Thursday, November 27, 2008

Funny Conversation

So we have a weekly ritual. Irish Dance on Monday. McDonalds on the way home. We have done this every week for over a year now with the exception of summer. (no dance) So we see the same girl at the pay window every week. I should know her name but I don't. Since the toys have been Madagascar 2 for a few weeks now, we are trying not to get the same toys in our Mighty Kids Meals. We nicely ask, what are our toy choices, and she digs around and tells us. Last week she went out of her way to look for Gloria and she gave us a few extra toys, only charging us for one extra. (Honestly I didn't know she was charging us at all. I normally don't buy extra toys no matter how cute they are.) So for an extra $1.10 we got 5 toys. The guy giving us our food forgot that she was giving our toys to us already so he didn't take the toys out of the boxes. We were already blocks away when we realized which is why I didn't go back and return them. So here is where the conversation got funny. My kids have talked to me about sex before. Remember they are 5 and 7. The only reason it came up before was because they heard me on the phone trying to co-ordinate with my girlfriends about going to the movie Sex and the City. At the end of that conversation they thought that kissing was sex.

So Monday's converstation went like this.
Jack - So we got 5 toys.

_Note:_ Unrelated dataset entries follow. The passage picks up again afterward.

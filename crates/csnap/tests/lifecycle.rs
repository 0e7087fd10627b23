mod common;

use std::path::{Path, PathBuf};

use common::{FakeFilesystem, FakeImageStore, GRAPH_ROOT, image};
use csnap::{ContainerSnap, Snapshot, SnapshotId};
use csnap_common::SnapError;

fn subvolumes() -> String {
    format!("{GRAPH_ROOT}/btrfs/subvolumes")
}

fn snap() -> ContainerSnap<FakeImageStore, FakeFilesystem> {
    let images = FakeImageStore::new(vec![
        image(
            "a1b2",
            "badbf160",
            &[
                "registry.opensuse.org/opensuse/tumbleweed:latest",
                "localhost/tw:1",
            ],
        ),
        image("c3d4", "0fe1c2", &["registry.opensuse.org/opensuse/tumbleweed:latest"]),
        image("e5f6", "77aa00", &["docker.io/library/alpine:3.20"]),
    ]);
    ContainerSnap::new(images, FakeFilesystem::default())
}

#[test]
fn mounted_image_dir() {
    let snap = snap();
    assert_eq!(
        snap.mounted_image_dir(&SnapshotId::from("a1b2")).unwrap(),
        format!("{}/badbf160/", subvolumes())
    );
    assert_eq!(
        snap.mounted_image_dir(&SnapshotId::from("a1b2-work2")).unwrap(),
        format!("{}/badbf160-work2/", subvolumes())
    );
}

#[test]
fn mounted_image_dir_errors() {
    let snap = snap();
    assert!(matches!(
        snap.mounted_image_dir(&SnapshotId::from("a1b2-foo")),
        Err(SnapError::MalformedId { .. })
    ));
    assert!(matches!(
        snap.mounted_image_dir(&SnapshotId::from("a1b2-workx")),
        Err(SnapError::MalformedNumber { .. })
    ));
    assert!(matches!(
        snap.mounted_image_dir(&SnapshotId::from("ffff")),
        Err(SnapError::ImageNotFound { .. })
    ));
}

#[test_log::test]
fn create_snapshot_numbers_from_base() {
    let snap = snap();
    let next = snap.create_snapshot(&SnapshotId::from("a1b2-work2")).unwrap();
    assert_eq!(next, Snapshot::new("a1b2", 3));

    let calls = snap.filesystem().snapshots.borrow();
    assert_eq!(
        *calls,
        vec![(
            PathBuf::from(format!("{}/badbf160-work2/", subvolumes())),
            PathBuf::from(format!("{}/badbf160-work3/", subvolumes())),
        )]
    );
}

#[test]
fn create_snapshot_of_image() {
    let snap = snap();
    let next = snap.create_snapshot(&SnapshotId::from("e5f6")).unwrap();
    assert_eq!(next.id(), SnapshotId::from("e5f6-work1"));
}

#[test]
fn create_snapshot_overflow() {
    let snap = snap();
    let id = SnapshotId::new(format!("a1b2-work{}", u64::MAX));
    assert!(matches!(
        snap.create_snapshot(&id),
        Err(SnapError::MalformedNumber { .. })
    ));
    assert!(snap.filesystem().snapshots.borrow().is_empty());
}

#[test]
fn delete_base_deletes_image() {
    let snap = snap();
    snap.delete_snapshot(&SnapshotId::from("e5f6")).unwrap();

    assert_eq!(*snap.images().deleted.borrow(), vec!["e5f6".to_string()]);
    assert!(snap.filesystem().deleted.borrow().is_empty());
}

#[test]
fn delete_snapshot_without_trailing_separator() {
    let snap = snap();
    snap.delete_snapshot(&SnapshotId::from("a1b2-work4")).unwrap();

    let deleted = snap.filesystem().deleted.borrow();
    assert_eq!(deleted.len(), 1);
    let expected = format!("{}/badbf160-work4", subvolumes());
    assert_eq!(deleted[0].to_str(), Some(expected.as_str()));
    assert!(snap.images().deleted.borrow().is_empty());
}

#[test]
fn delete_images_named() {
    let snap = snap();
    let deleted = snap
        .delete_images_named("registry.opensuse.org/opensuse/tumbleweed")
        .unwrap();
    assert_eq!(deleted, vec!["a1b2".to_string(), "c3d4".to_string()]);
    assert_eq!(snap.images().images.borrow().len(), 1);

    assert!(matches!(
        snap.delete_images_named("registry.opensuse.org/opensuse/leap:15.6"),
        Err(SnapError::ImageNotFound { .. })
    ));
}

#[test]
fn switch_to_snapshot() {
    let snap = snap();
    snap.switch_to_snapshot(&SnapshotId::from("a1b2-work1"))
        .unwrap();

    let defaults = snap.filesystem().defaults_set.borrow();
    assert_eq!(defaults.len(), 1);
    assert_eq!(
        defaults[0],
        Path::new(&subvolumes()).join("badbf160-work1")
    );
}

#[test]
fn readonly_state() {
    let snap = snap();
    let id = SnapshotId::from("a1b2-work1");

    assert!(!snap.get_readonly(&id).unwrap());
    snap.set_readonly(&id, true).unwrap();
    assert!(snap.get_readonly(&id).unwrap());
    snap.set_readonly(&id, false).unwrap();
    assert!(!snap.get_readonly(&id).unwrap());
}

How would you say that in Tuplets?
Me - What do you mean Tuplets?
Jack - well two are twins, three are triplets, what is it when you have 5.
Me - I think it's quintuplets.
Jack - wow that's cool
Me - mumble mumble from the same egg
Jack - what? more than one baby come from the same egg?
Me- yes, sometimes a fertilized egg splits and you have twins.
Jack - you mean an egg with a big old yolk?
Me - Sort of. :snicker:
Jack- so how does the egg get fertilized?
Me - thinking OH NO I AM NOT HAVING THIS CONVERSATION - when a man and a woman love each other, they do something that I am not discussing at this time and the egg gets fertilized.
Jack - so you mean the egg gets fertilized and then stays in your belly until you get married and then the baby starts to grow.
Me - LOL
Jack - I mean you can't have a baby until you are married?
Me - well not everyone does it in that order.
McKenna - I know what sex is. It's kissing.
Both kids - EWWWWWWWWWWWWWWWWWWWWWWWWWWWWWWW
Me - if everyone got pregnant from kissing the streets would be filled with babies. right?
McKenna - Oh yeah. You're right.
Jack - you fertilize the egg with food right? Like chicken nuggets?
Me - that discussion is for when you are older.
Jack - cool we got quintuplet toys Mom.
Me - (thinking thank God this conversation ended)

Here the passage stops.